I don’t make or read predictions.
Admittedly, this could be seen as an ungraceful response to the kind request from GISCafe.com to share my 2023 industry predictions but bear with me and let me explain my thinking.
I’m not worried that my future-gazing efforts will result in people hurling my words back at me when those predictions inevitably prove to be wrong. I provide enough ammunition on an almost daily basis for those warming up their pitching arms!
I adhere to my first sentence because predicting the future is an inherently un-scientific thing to do.
All ‘opinion’ predictions, however educated, are a step away from someone peering into a crystal ball and telling you that a tall, handsome stranger will unquestionably come swaggering into view. Soon.
Now I admit, that as un-scientific ideas go predictions are rarely dangerous.
But as the new year wipes the sleep of 2022 from its eyes, the amplification of some properly dangerous un-scientific ideas is approaching the levels of an Aerosmith concert (younger readers may need to Google them).
The development of effective vaccines has allowed nearly all of us to return to a ‘normal’ life following the Covid pandemic, but that hasn’t stopped people – some with high profiles, including a UK politician! – shouting that ‘big-pharma’ is somehow implicated in people’s deaths.
By observation I can say that governing a single country competently, appears to be very difficult but still, a vocal minority preach that a global, shadowy organisation of the ‘elite’ is in control of the entire world and is working to make us all slaves.
Climate change is happening.
Since the Industrial Revolution began in 1850, the Earth’s average surface temperature has warmed by approximately 1.1 degrees centigrade.
That fact – affirmed by a host of un-connected scientific organisations – has prompted some, not to join a collective effort to reverse what we have done, but rather to work hard on a daily basis to either discredit those who publish their work or to convince others that it is “just weather, that’s what is does”.
As to their motivations, you would have to ask them. And you should.
I am an optimist by nature but the climate on the only planet we can survive on, is changing and that worries me. We need that collective effort to include everyone: we must all change direction now.
If you work in the earth observation / geospatial community, you have a responsibility to take up that challenge. This industry collects priceless data, it has developed almost magical technology to process it, and you have the knowledge to interpret it.
Geospatial can predict – using science not opinion – what will very likely happen in the future.
Those are the predictions we need to be selling to the world.
But to do so effectively we have to get better at telling our stories.
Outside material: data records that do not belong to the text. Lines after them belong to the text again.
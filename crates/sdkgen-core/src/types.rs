//! Strong domain types for SDK generation.
//!
//! Verbs, media types, version identifiers, and output targets are parsed
//! once at the boundary so the generator never compares raw strings.
//!
//! # Examples
//!
//! ```
//! use sdkgen_core::{HttpMethod, MediaType, VersionId};
//!
//! let method = HttpMethod::parse("/items", "get").unwrap();
//! assert_eq!(method.as_str(), "GET");
//!
//! assert_eq!(MediaType::parse("application/json"), Some(MediaType::Json));
//! assert_eq!(VersionId::normalize("1.0").as_str(), "v1_0");
//! ```

use crate::{Error, Result};
use serde::{Deserialize, Serialize};
use std::fmt;
use std::str::FromStr;

/// HTTP verb of a supported operation.
///
/// Only the four verbs a generated client can express are representable.
/// Any other verb is rejected by [`HttpMethod::parse`].
#[derive(Debug, Clone, Copy, PartialEq, Eq, Hash, Serialize, Deserialize)]
pub enum HttpMethod {
    /// `GET`
    Get,
    /// `PUT`
    Put,
    /// `POST`
    Post,
    /// `DELETE`
    Delete,
}

impl HttpMethod {
    /// Parses a verb key as written in a path item.
    ///
    /// # Errors
    ///
    /// Returns [`Error::UnsupportedOperationKind`] for verbs other than
    /// get, put, post and delete.
    ///
    /// # Examples
    ///
    /// ```
    /// use sdkgen_core::HttpMethod;
    ///
    /// assert_eq!(HttpMethod::parse("/a", "POST").unwrap(), HttpMethod::Post);
    /// assert!(HttpMethod::parse("/a", "patch").is_err());
    /// ```
    pub fn parse(path: &str, verb: &str) -> Result<Self> {
        match verb.to_ascii_lowercase().as_str() {
            "get" => Ok(Self::Get),
            "put" => Ok(Self::Put),
            "post" => Ok(Self::Post),
            "delete" => Ok(Self::Delete),
            _ => Err(Error::UnsupportedOperationKind {
                path: path.to_string(),
                verb: verb.to_string(),
            }),
        }
    }

    /// Returns the upper-case wire form of the verb.
    #[must_use]
    pub const fn as_str(&self) -> &'static str {
        match self {
            Self::Get => "GET",
            Self::Put => "PUT",
            Self::Post => "POST",
            Self::Delete => "DELETE",
        }
    }

    /// Returns the verb in Pascal case (`Get`, `Post`, ...).
    ///
    /// Used by naming strategies that prefix method names with the verb.
    #[must_use]
    pub const fn pascal_name(&self) -> &'static str {
        match self {
            Self::Get => "Get",
            Self::Put => "Put",
            Self::Post => "Post",
            Self::Delete => "Delete",
        }
    }
}

impl fmt::Display for HttpMethod {
    fn fmt(&self, f: &mut fmt::Formatter<'_>) -> fmt::Result {
        f.write_str(self.as_str())
    }
}

/// Media type of a request or response body.
#[derive(Debug, Clone, Copy, PartialEq, Eq, Hash, Serialize, Deserialize)]
pub enum MediaType {
    /// `application/json`, decoded into typed values
    Json,
    /// `application/octet-stream`, passed through as raw bytes
    OctetStream,
}

impl MediaType {
    /// Recognizes one of the supported media types.
    ///
    /// Returns `None` for anything else; callers turn that into
    /// [`Error::UnsupportedMediaType`] with their own context.
    #[must_use]
    pub fn parse(value: &str) -> Option<Self> {
        match value {
            "application/json" => Some(Self::Json),
            "application/octet-stream" => Some(Self::OctetStream),
            _ => None,
        }
    }

    /// Returns the wire form of the media type.
    #[must_use]
    pub const fn as_str(&self) -> &'static str {
        match self {
            Self::Json => "application/json",
            Self::OctetStream => "application/octet-stream",
        }
    }

    /// Method name suffix used when one response offers several media types.
    ///
    /// # Examples
    ///
    /// ```
    /// use sdkgen_core::MediaType;
    ///
    /// assert_eq!(MediaType::Json.method_suffix(), "AsJson");
    /// assert_eq!(MediaType::OctetStream.method_suffix(), "AsStream");
    /// ```
    #[must_use]
    pub const fn method_suffix(&self) -> &'static str {
        match self {
            Self::Json => "AsJson",
            Self::OctetStream => "AsStream",
        }
    }
}

impl fmt::Display for MediaType {
    fn fmt(&self, f: &mut fmt::Formatter<'_>) -> fmt::Result {
        f.write_str(self.as_str())
    }
}

/// Identifier of one API version inside a composed client.
///
/// Derived from the description's `info.version`: lower-cased, runs of
/// characters that are not ASCII alphanumerics collapse into `_`, and a
/// leading digit gets a `v` prefix so the result is a valid identifier in
/// every target language.
///
/// # Examples
///
/// ```
/// use sdkgen_core::VersionId;
///
/// let id = VersionId::normalize("2.1-beta");
/// assert_eq!(id.as_str(), "v2_1_beta");
/// assert_eq!(id.type_name(), "V2_1_beta");
///
/// assert_eq!(VersionId::normalize("V1").as_str(), "v1");
/// ```
#[derive(Debug, Clone, PartialEq, Eq, Hash, Serialize, Deserialize)]
pub struct VersionId(String);

impl VersionId {
    /// Normalizes a raw version string into an identifier.
    #[must_use]
    pub fn normalize(raw: &str) -> Self {
        let mut id = String::with_capacity(raw.len() + 1);
        let mut pending_separator = false;

        for ch in raw.trim().chars() {
            if ch.is_ascii_alphanumeric() {
                if pending_separator && !id.is_empty() {
                    id.push('_');
                }
                pending_separator = false;
                id.push(ch.to_ascii_lowercase());
            } else {
                pending_separator = true;
            }
        }

        if id.is_empty() {
            return Self("v0".to_string());
        }

        if id.starts_with(|c: char| c.is_ascii_digit()) {
            id.insert(0, 'v');
        }

        Self(id)
    }

    /// Returns the identifier, suitable for accessors and module names.
    #[inline]
    #[must_use]
    pub fn as_str(&self) -> &str {
        &self.0
    }

    /// Returns the identifier with an upper-case first letter, for type names.
    #[must_use]
    pub fn type_name(&self) -> String {
        let mut chars = self.0.chars();
        match chars.next() {
            None => String::new(),
            Some(first) => first.to_ascii_uppercase().to_string() + chars.as_str(),
        }
    }
}

impl fmt::Display for VersionId {
    fn fmt(&self, f: &mut fmt::Formatter<'_>) -> fmt::Result {
        f.write_str(&self.0)
    }
}

/// Output language of a generated SDK.
#[derive(Debug, Clone, Copy, PartialEq, Eq, Hash, Serialize, Deserialize)]
#[serde(rename_all = "lowercase")]
pub enum Target {
    /// Statically-typed, interface-based C# client
    CSharp,
    /// Dynamically-typed, annotation-based Python client
    Python,
}

impl Target {
    /// Returns the string representation of the target.
    #[must_use]
    pub const fn as_str(&self) -> &'static str {
        match self {
            Self::CSharp => "csharp",
            Self::Python => "python",
        }
    }
}

impl fmt::Display for Target {
    fn fmt(&self, f: &mut fmt::Formatter<'_>) -> fmt::Result {
        f.write_str(self.as_str())
    }
}

impl FromStr for Target {
    type Err = Error;

    fn from_str(s: &str) -> std::result::Result<Self, Self::Err> {
        match s.to_lowercase().as_str() {
            "csharp" | "c#" | "cs" => Ok(Self::CSharp),
            "python" | "py" => Ok(Self::Python),
            _ => Err(Error::InvalidArgument(format!(
                "invalid target: '{s}' (expected: csharp or python)"
            ))),
        }
    }
}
We can’t show people data (images, maps, charts, etc.) because they don’t understand them, and they won’t make the effort to change that.
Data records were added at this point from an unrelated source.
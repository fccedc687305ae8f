//! Output formatters for CLI commands.
//!
//! Provides consistent formatting across all CLI commands for JSON, text, and pretty output modes.

use anyhow::Result;
use colored::Colorize;
use sdkgen_core::cli::OutputFormat;
use serde::Serialize;

/// Format data according to the specified output format.
///
/// # Errors
///
/// Returns an error if JSON serialization fails.
///
/// # Examples
///
/// ```
/// use sdkgen_cli::formatters::format_output;
/// use sdkgen_core::cli::OutputFormat;
/// use serde::Serialize;
///
/// #[derive(Serialize)]
/// struct Summary {
///     client_name: String,
///     file_count: usize,
/// }
///
/// let summary = Summary {
///     client_name: "Nexus".to_string(),
///     file_count: 2,
/// };
///
/// let output = format_output(&summary, OutputFormat::Json)?;
/// assert!(output.contains("\"client_name\""));
/// # Ok::<(), anyhow::Error>(())
/// ```
pub fn format_output<T: Serialize>(data: &T, format: OutputFormat) -> Result<String> {
    match format {
        OutputFormat::Json => json::format(data),
        OutputFormat::Text => text::format(data),
        OutputFormat::Pretty => pretty::format(data),
    }
}

/// JSON output formatting.
pub mod json {
    use super::{Result, Serialize};

    /// Format data as JSON with 2-space indentation.
    pub fn format<T: Serialize>(data: &T) -> Result<String> {
        Ok(serde_json::to_string_pretty(data)?)
    }

    /// Format data as compact JSON.
    pub fn format_compact<T: Serialize>(data: &T) -> Result<String> {
        Ok(serde_json::to_string(data)?)
    }
}

/// Plain text output formatting.
pub mod text {
    use super::{Result, Serialize, json};

    /// Format data as one line of compact JSON, for piping into scripts.
    pub fn format<T: Serialize>(data: &T) -> Result<String> {
        json::format_compact(data)
    }
}

/// Pretty (human-readable) output formatting.
pub mod pretty {
    use super::{Colorize, Result, Serialize};
    use serde_json::Value;

    /// Format data as colorized, indented output.
    pub fn format<T: Serialize>(data: &T) -> Result<String> {
        let value = serde_json::to_value(data)?;
        let mut output = String::new();
        format_value(&mut output, &value, 0);
        Ok(output)
    }

    fn format_value(output: &mut String, value: &Value, indent: usize) {
        let indent_str = "  ".repeat(indent);
        let next_indent_str = "  ".repeat(indent + 1);

        match value {
            Value::Null => output.push_str(&"null".dimmed().to_string()),
            Value::Bool(b) => output.push_str(&b.to_string().yellow().to_string()),
            Value::Number(n) => output.push_str(&n.to_string().cyan().to_string()),
            Value::String(s) => output.push_str(&format!("\"{}\"", s.green())),
            Value::Array(items) if items.is_empty() => output.push_str("[]"),
            Value::Array(items) => {
                output.push_str("[\n");
                for (i, item) in items.iter().enumerate() {
                    output.push_str(&next_indent_str);
                    format_value(output, item, indent + 1);
                    if i + 1 < items.len() {
                        output.push(',');
                    }
                    output.push('\n');
                }
                output.push_str(&indent_str);
                output.push(']');
            }
            Value::Object(entries) if entries.is_empty() => output.push_str("{}"),
            Value::Object(entries) => {
                output.push_str("{\n");
                for (i, (key, item)) in entries.iter().enumerate() {
                    output.push_str(&format!("{next_indent_str}\"{}\": ", key.blue().bold()));
                    format_value(output, item, indent + 1);
                    if i + 1 < entries.len() {
                        output.push(',');
                    }
                    output.push('\n');
                }
                output.push_str(&indent_str);
                output.push('}');
            }
        }
    }
}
We must stop speaking ‘geospatial’ and start speaking ‘everyone’. It isn’t easy because we feel the need to present that data to justify our arguments, but if make our stories personal to the readers, we can make huge strides in educating everyone. Even the doubters.
“Nobody counts the number of ads you run; they just remember the impression you make” said Bill Bernbach, a giant of the American advertising industry. You know he was right: we need to leave our impression on everyone.
Because, if we close the gap between what we know and what the rest of the world doesn’t, we can create that collective needed to change direction, at the required speed.
Oh dear, I think I just made a prediction.